Brigitte Challande, 14 septembre 2024. La Mostra fait partie de la biennale, c’est le grand festival de cinéma annuel international qui se tient sur le Lido de Venise, où chaque matin, chaque soir et tout au long de la journée, des vaporetti déversent un nombre incroyable de personnes qui se précipitent ensuite sur des bus pour se rendre à l’heure dans les différentes salles de la manifestation ; le Lido est sur la mer Adriatique, de l’autre côté de Venise. Dans la mesure où chacun.e s’est accrédité.e puis a tenté de réserver en ligne, à un horaire précis à la minute, jour par jour sur une plateforme, ses places pour les films souvent choisis par défaut tant ces réservations partent à une allure folle. Bref, en dépit de tous ces périples de la modernité, non connus à l’avance quand on se décide à prendre un formulaire d’inscription à cet évènement au cours d’un petit festival de cinéma local à Pézenas. De plus, organisé par la Fédération des Ciné-Clubs de la Méditerranée, c’est comme un rêve à réaliser où l’on se dit que dans une ville-musée on va pouvoir voir des films, des documentaires de tous pays dans toutes les langues, sous-titrés soit en anglais soit en italien, bref un sacré voyage culturel, linguistique et cinématographique d’ouverture au monde ; pour reprendre Jean Luc Godart, « le cinéma c’est le langage du monde ».


Entre différents films et documentaires, dans cette course folle qui laissera peu de temps pour voir Venise, nous avons pu assister en présence du réalisateur et d’Irène Jacob, l’actrice principale, à la projection du dernier film d’Amos Gitaï « Why War », pourquoi la guerre…

L’intention d’Amos Gitaï est, selon ses dires, de s’attaquer aux racines de la guerre après le 7 Octobre ! Autant ne pas tourner autour du pot et affirmer clairement que ce film est apolitique, immoral et totalement inapproprié au regard de la situation géopolitique actuelle.
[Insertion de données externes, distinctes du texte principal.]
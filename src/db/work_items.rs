//! Work-item CRUD and status transitions.

use crate::error::DatabaseError;
use crate::types::{Status, StatusCounts, WorkItem, WorkItemId};
use crate::{Error, Result};

use super::{Database, WorkItemRow};

const SELECT_COLUMNS: &str = "id, name, uri, status, attempts, created_at, updated_at";

/// Check that `uri` is an absolute http(s) URL with a host
pub(crate) fn validate_uri(uri: &str) -> std::result::Result<url::Url, String> {
    if uri.trim().is_empty() {
        return Err("uri is empty".to_string());
    }
    let parsed = url::Url::parse(uri).map_err(|e| format!("malformed uri {:?}: {}", uri, e))?;
    match parsed.scheme() {
        "http" | "https" => {}
        other => return Err(format!("unsupported scheme {:?} in {:?}", other, uri)),
    }
    if parsed.host_str().is_none_or(str::is_empty) {
        return Err(format!("uri {:?} has no host", uri));
    }
    Ok(parsed)
}

fn rows_to_items(rows: Vec<WorkItemRow>) -> Result<Vec<WorkItem>> {
    rows.into_iter().map(WorkItem::try_from).collect()
}

impl Database {
    /// Insert a new work item in status `New`
    ///
    /// Fails with [`DatabaseError::ConstraintViolation`] when the uri is empty
    /// or malformed, the name is empty, or the name is already taken.
    pub async fn insert_work_item(&self, name: &str, uri: &str) -> Result<WorkItemId> {
        validate_uri(uri).map_err(|msg| Error::Database(DatabaseError::ConstraintViolation(msg)))?;
        if name.trim().is_empty() {
            return Err(Error::Database(DatabaseError::ConstraintViolation(
                format!("empty name for uri {:?}", uri),
            )));
        }

        let now = chrono::Utc::now().timestamp();

        let result = sqlx::query(
            r#"
            INSERT INTO work_items (name, uri, status, attempts, created_at, updated_at)
            VALUES (?, ?, ?, 0, ?, ?)
            "#,
        )
        .bind(name)
        .bind(uri)
        .bind(Status::New.to_i32())
        .bind(now)
        .bind(now)
        .execute(&self.pool)
        .await
        .map_err(|e| {
            let unique = e
                .as_database_error()
                .is_some_and(|db_err| db_err.is_unique_violation());
            if unique {
                Error::Database(DatabaseError::ConstraintViolation(format!(
                    "duplicate work item name {:?}",
                    name
                )))
            } else {
                Error::Database(DatabaseError::QueryFailed(format!(
                    "Failed to insert work item: {}",
                    e
                )))
            }
        })?;

        Ok(WorkItemId(result.last_insert_rowid()))
    }

    /// Get a work item by ID
    pub async fn get_work_item(&self, id: WorkItemId) -> Result<Option<WorkItem>> {
        let row = sqlx::query_as::<_, WorkItemRow>(&format!(
            "SELECT {} FROM work_items WHERE id = ?",
            SELECT_COLUMNS
        ))
        .bind(id)
        .fetch_optional(&self.pool)
        .await
        .map_err(|e| {
            Error::Database(DatabaseError::QueryFailed(format!(
                "Failed to get work item: {}",
                e
            )))
        })?;

        row.map(WorkItem::try_from).transpose()
    }

    /// List all work items in insertion order
    pub async fn list_work_items(&self) -> Result<Vec<WorkItem>> {
        let rows = sqlx::query_as::<_, WorkItemRow>(&format!(
            "SELECT {} FROM work_items ORDER BY id ASC",
            SELECT_COLUMNS
        ))
        .fetch_all(&self.pool)
        .await
        .map_err(|e| {
            Error::Database(DatabaseError::QueryFailed(format!(
                "Failed to list work items: {}",
                e
            )))
        })?;

        rows_to_items(rows)
    }

    /// List work items with a specific status, in insertion order
    pub async fn list_by_status(&self, status: Status) -> Result<Vec<WorkItem>> {
        self.list_by_statuses(&[status]).await
    }

    /// List work items whose status is any of `statuses`, in insertion order
    pub async fn list_by_statuses(&self, statuses: &[Status]) -> Result<Vec<WorkItem>> {
        if statuses.is_empty() {
            return Ok(Vec::new());
        }

        let placeholders = vec!["?"; statuses.len()].join(", ");
        let sql = format!(
            "SELECT {} FROM work_items WHERE status IN ({}) ORDER BY id ASC",
            SELECT_COLUMNS, placeholders
        );

        let mut query = sqlx::query_as::<_, WorkItemRow>(&sql);
        for status in statuses {
            query = query.bind(status.to_i32());
        }

        let rows = query.fetch_all(&self.pool).await.map_err(|e| {
            Error::Database(DatabaseError::QueryFailed(format!(
                "Failed to list work items by status: {}",
                e
            )))
        })?;

        rows_to_items(rows)
    }

    /// Move a work item to `status`
    ///
    /// The check and the write are one `UPDATE ... WHERE status IN (...)`
    /// statement, so two writers racing on the same row cannot both succeed.
    /// Entering `Active` increments the attempt counter. A transition outside
    /// the table fails with [`Error::InvalidTransition`] and leaves the row
    /// untouched.
    pub async fn set_status(&self, id: WorkItemId, status: Status) -> Result<()> {
        let predecessors = Status::predecessors(status);

        if !predecessors.is_empty() {
            let now = chrono::Utc::now().timestamp();
            let placeholders = vec!["?"; predecessors.len()].join(", ");
            let sql = format!(
                "UPDATE work_items SET status = ?, attempts = attempts + ?, updated_at = ? \
                 WHERE id = ? AND status IN ({})",
                placeholders
            );

            let mut query = sqlx::query(&sql)
                .bind(status.to_i32())
                .bind(i64::from(status == Status::Active))
                .bind(now)
                .bind(id);
            for from in &predecessors {
                query = query.bind(from.to_i32());
            }

            let result = query.execute(&self.pool).await.map_err(|e| {
                Error::Database(DatabaseError::QueryFailed(format!(
                    "Failed to update status: {}",
                    e
                )))
            })?;

            if result.rows_affected() == 1 {
                return Ok(());
            }
        }

        match self.get_work_item(id).await? {
            Some(item) => Err(Error::InvalidTransition {
                id,
                from: item.status,
                to: status,
            }),
            None => Err(Error::Database(DatabaseError::NotFound(format!(
                "work item {}",
                id
            )))),
        }
    }

    /// Sweep every `Active` item back to `Queued`
    ///
    /// Items left `Active` by a process that exited mid-run cannot be told
    /// apart from in-flight ones, so this runs before a scheduler snapshot.
    /// Returns the swept items (with their new status).
    pub async fn recover_stranded(&self) -> Result<Vec<WorkItem>> {
        let mut tx = self.pool.begin().await.map_err(|e| {
            Error::Database(DatabaseError::QueryFailed(format!(
                "Failed to begin recovery transaction: {}",
                e
            )))
        })?;

        let rows = sqlx::query_as::<_, WorkItemRow>(&format!(
            "SELECT {} FROM work_items WHERE status = ? ORDER BY id ASC",
            SELECT_COLUMNS
        ))
        .bind(Status::Active.to_i32())
        .fetch_all(&mut *tx)
        .await
        .map_err(|e| {
            Error::Database(DatabaseError::QueryFailed(format!(
                "Failed to list stranded work items: {}",
                e
            )))
        })?;

        if rows.is_empty() {
            return Ok(Vec::new());
        }

        let now = chrono::Utc::now().timestamp();
        sqlx::query("UPDATE work_items SET status = ?, updated_at = ? WHERE status = ?")
            .bind(Status::Queued.to_i32())
            .bind(now)
            .bind(Status::Active.to_i32())
            .execute(&mut *tx)
            .await
            .map_err(|e| {
                Error::Database(DatabaseError::QueryFailed(format!(
                    "Failed to recover stranded work items: {}",
                    e
                )))
            })?;

        tx.commit().await.map_err(|e| {
            Error::Database(DatabaseError::QueryFailed(format!(
                "Failed to commit recovery: {}",
                e
            )))
        })?;

        let mut items = rows_to_items(rows)?;
        for item in &mut items {
            item.status = Status::Queued;
        }
        Ok(items)
    }

    /// Count work items per status
    pub async fn status_counts(&self) -> Result<StatusCounts> {
        let rows: Vec<(i32, i64)> =
            sqlx::query_as("SELECT status, COUNT(*) FROM work_items GROUP BY status")
                .fetch_all(&self.pool)
                .await
                .map_err(|e| {
                    Error::Database(DatabaseError::QueryFailed(format!(
                        "Failed to count work items: {}",
                        e
                    )))
                })?;

        let mut counts = StatusCounts::default();
        for (code, n) in rows {
            match Status::from_i32(code) {
                Some(status) => counts.add(status, n as usize),
                None => tracing::warn!(code, count = n, "Ignoring rows with unknown status code"),
            }
        }
        Ok(counts)
    }

    /// Delete a work item
    pub async fn delete_work_item(&self, id: WorkItemId) -> Result<()> {
        sqlx::query("DELETE FROM work_items WHERE id = ?")
            .bind(id)
            .execute(&self.pool)
            .await
            .map_err(|e| {
                Error::Database(DatabaseError::QueryFailed(format!(
                    "Failed to delete work item: {}",
                    e
                )))
            })?;

        Ok(())
    }
}
//! OWL axiom document for taxonomy models.
//!
//! The `taxo-ontology` crate holds the persisted side of a taxonomy: an
//! insertion-ordered set of OWL axioms over named classes, restrictions,
//! unions and intersections. It answers told-subsumption queries, saves and
//! opens a JSON document, and exports Turtle and N-Triples for reasoners.
//!
//! # Entry Point
//!
//! ```
//! use taxo_ontology::{named, AxiomStore, OntologyAccess};
//!
//! let mut store = AxiomStore::new("http://example.org/menu");
//! store.declare_class("http://example.org/menu#Pasta");
//! store.add_subclass_axiom(
//!     named("http://example.org/menu#Pasta"),
//!     named("http://example.org/menu#Dish"),
//! );
//! assert_eq!(
//!     store.subclasses("http://example.org/menu#Dish", true),
//!     vec!["http://example.org/menu#Pasta"],
//! );
//! ```
//!
//! # Serialization
//!
//! ```
//! let store = taxo_ontology::AxiomStore::new("http://example.org/menu");
//! let turtle = taxo_ontology::serializer::turtle::to_turtle(&store);
//! let ntriples = taxo_ontology::serializer::ntriples::to_ntriples(&store);
//! assert!(turtle.contains("owl:Ontology"));
//! assert!(ntriples.ends_with(" .\n"));
//! ```

#![deny(
    clippy::unwrap_used,
    clippy::expect_used,
    clippy::panic,
    missing_docs,
    clippy::missing_errors_doc
)]

pub mod error;
pub mod model;
pub mod serializer;
pub mod store;

pub use error::OntologyError;
pub use model::{all, intersection_of, named, some, union_of, Axiom, ClassExpression};
pub use store::{AxiomDocument, AxiomStore, OntologyAccess};
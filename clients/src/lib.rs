//! Support code for the `taxo` command-line client.
//!
//! - [`logger`]: `tracing` subscriber setup
//! - [`prompt`]: interactive confirmations for moves and constraint changes

#![deny(
    clippy::unwrap_used,
    clippy::expect_used,
    clippy::panic,
    missing_docs,
    clippy::missing_errors_doc
)]

pub mod logger;
pub mod prompt;

pub use logger::init_cli_logger;
pub use prompt::PromptConfirmations;
//! Constraint types and constraints.
//!
//! A [`ConstraintType`] binds a focus hierarchy to a target hierarchy through
//! a source link and a target link whose values are the two hierarchy roots.
//! A [`Constraint`] instantiates a type for one source concept: "this
//! category, or any descendant without a closer rule of its own, may only
//! relate through the target property to categories within these targets".
//!
//! Constraints are only ever built by [`ConstraintType::create_constraint`]
//! and [`ConstraintType::create_root_constraint`], which check every
//! construction invariant up front.

use std::collections::BTreeSet;

use crate::concept::{ConceptId, Concepts};
use crate::error::{LinkSide, ModelError};
use crate::hierarchy::HierarchyId;
use crate::identifier::Identifier;
use crate::link::Link;

/// Handle to a constraint type of a model.
#[derive(Debug, Clone, Copy, PartialEq, Eq, Hash, PartialOrd, Ord)]
pub struct ConstraintTypeId(pub(crate) usize);

impl ConstraintTypeId {
    /// Returns the position of the type in registration order.
    #[must_use]
    pub fn index(self) -> usize {
        self.0
    }
}

/// Handle to a constraint in a model's arena.
#[derive(Debug, Clone, Copy, PartialEq, Eq, Hash, PartialOrd, Ord)]
pub struct ConstraintId(pub(crate) usize);

impl ConstraintId {
    /// Returns the raw arena index.
    #[must_use]
    pub fn index(self) -> usize {
        self.0
    }
}

/// A reusable constraint schema. Immutable once registered.
#[derive(Debug, Clone)]
pub struct ConstraintType {
    pub(crate) id: ConstraintTypeId,
    pub(crate) focus: Identifier,
    pub(crate) hierarchy: HierarchyId,
    pub(crate) target_hierarchy: HierarchyId,
    pub(crate) source_link: Link,
    pub(crate) target_link: Link,
}

impl ConstraintType {
    /// This type's handle.
    #[must_use]
    pub fn id(&self) -> ConstraintTypeId {
        self.id
    }

    /// The schema-level focus concept that definition classes specialise.
    #[must_use]
    pub fn focus(&self) -> &Identifier {
        &self.focus
    }

    /// The hierarchy whose concepts carry constraints of this type.
    #[must_use]
    pub fn hierarchy(&self) -> HierarchyId {
        self.hierarchy
    }

    /// The hierarchy target values are drawn from.
    #[must_use]
    pub fn target_hierarchy(&self) -> HierarchyId {
        self.target_hierarchy
    }

    /// Source-side anchor: source property plus the focus hierarchy root.
    #[must_use]
    pub fn source_link(&self) -> &Link {
        &self.source_link
    }

    /// Target-side anchor: target property plus the target hierarchy root.
    #[must_use]
    pub fn target_link(&self) -> &Link {
        &self.target_link
    }

    /// Builds a constraint of this type after checking scope and
    /// non-redundancy.
    ///
    /// # Errors
    ///
    /// - [`ModelError::UnknownConcept`] if a handle is not live.
    /// - [`ModelError::OutOfScopeValue`] if the source is not beneath the
    ///   source anchor or a target is not beneath the target anchor.
    /// - [`ModelError::EmptyTargetValues`] if `targets` is empty.
    /// - [`ModelError::RedundantTargetValues`] if one target descends from
    ///   another.
    pub fn create_constraint(
        &self,
        concepts: &Concepts,
        source: ConceptId,
        targets: impl IntoIterator<Item = ConceptId>,
    ) -> Result<Constraint, ModelError> {
        self.check_scope(concepts, &self.source_link, source, LinkSide::Source)?;

        let targets: BTreeSet<ConceptId> = targets.into_iter().collect();
        if targets.is_empty() {
            return Err(ModelError::EmptyTargetValues {
                focus: self.focus.label().to_owned(),
            });
        }
        for &target in &targets {
            self.check_scope(concepts, &self.target_link, target, LinkSide::Target)?;
        }
        for &a in &targets {
            for &b in &targets {
                if a != b && concepts.is_descendant_or_equal(b, a) {
                    return Err(ModelError::RedundantTargetValues {
                        ancestor: label_of(concepts, a),
                        descendant: label_of(concepts, b),
                    });
                }
            }
        }

        Ok(Constraint {
            constraint_type: self.id,
            source,
            targets,
        })
    }

    /// Builds the default constraint carried by the focus hierarchy root:
    /// the root may relate to anything in the target hierarchy.
    #[must_use]
    pub fn create_root_constraint(&self) -> Constraint {
        Constraint {
            constraint_type: self.id,
            source: self.source_link.value(),
            targets: BTreeSet::from([self.target_link.value()]),
        }
    }

    fn check_scope(
        &self,
        concepts: &Concepts,
        anchor: &Link,
        value: ConceptId,
        side: LinkSide,
    ) -> Result<(), ModelError> {
        if concepts.get(value).is_none() {
            return Err(ModelError::UnknownConcept(value.index()));
        }
        if anchor.derive(value).is_sub_link_of(anchor, concepts) {
            Ok(())
        } else {
            Err(ModelError::OutOfScopeValue {
                focus: self.focus.label().to_owned(),
                side,
                value: label_of(concepts, value),
                anchor: label_of(concepts, anchor.value()),
            })
        }
    }
}

/// One instantiated rule.
#[derive(Debug, Clone, PartialEq, Eq)]
pub struct Constraint {
    pub(crate) constraint_type: ConstraintTypeId,
    pub(crate) source: ConceptId,
    pub(crate) targets: BTreeSet<ConceptId>,
}

impl Constraint {
    /// The type this constraint instantiates.
    #[must_use]
    pub fn constraint_type(&self) -> ConstraintTypeId {
        self.constraint_type
    }

    /// The concept the rule is attached to.
    #[must_use]
    pub fn source(&self) -> ConceptId {
        self.source
    }

    /// The permitted target categories.
    #[must_use]
    pub fn targets(&self) -> &BTreeSet<ConceptId> {
        &self.targets
    }

    /// Returns true if every target of `self` lies beneath some target of
    /// `broader`, i.e. `self` narrows `broader`.
    #[must_use]
    pub fn refines(&self, broader: &Constraint, concepts: &Concepts) -> bool {
        self.targets.iter().all(|&t| {
            broader
                .targets
                .iter()
                .any(|&b| concepts.is_descendant_or_equal(t, b))
        })
    }
}

fn label_of(concepts: &Concepts, id: ConceptId) -> String {
    concepts
        .get(id)
        .map_or_else(|| format!("#{}", id.index()), |c| c.identity().label().to_owned())
}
En s’appuyant sur un dialogue existant, écrit en 1932, entre Freud, incarné par Mathieu Amalric, et Einstein par Micha Lescot, il est question justement de malaise dans la civilisation. Le film commence mal, il s’ouvre sur des images et cérémonies dans les rues de Tel Aviv des rassemblements pour le retour des otages. Mais tout au long du film, aucune image de Gaza, aucun.e Palestinien.ne, ils et elles n’existent pas et bientôt n’existeront plus, invisibilisé.e.s. D’ailleurs en Israël, information rapportée par des anticolonialistes israéliens, la télévision ne montre jamais aucune image de ce que son pays fait à Gaza, et maintenant comme avant aussi en Cisjordanie. Donc le décor est planté sans le peuple concerné au premier chef par cette guerre et s’en suivra des monologues puis un dialogue. Beaucoup de mots, de monologues peu incarnés pour un silence retentissant sur le génocide en cours.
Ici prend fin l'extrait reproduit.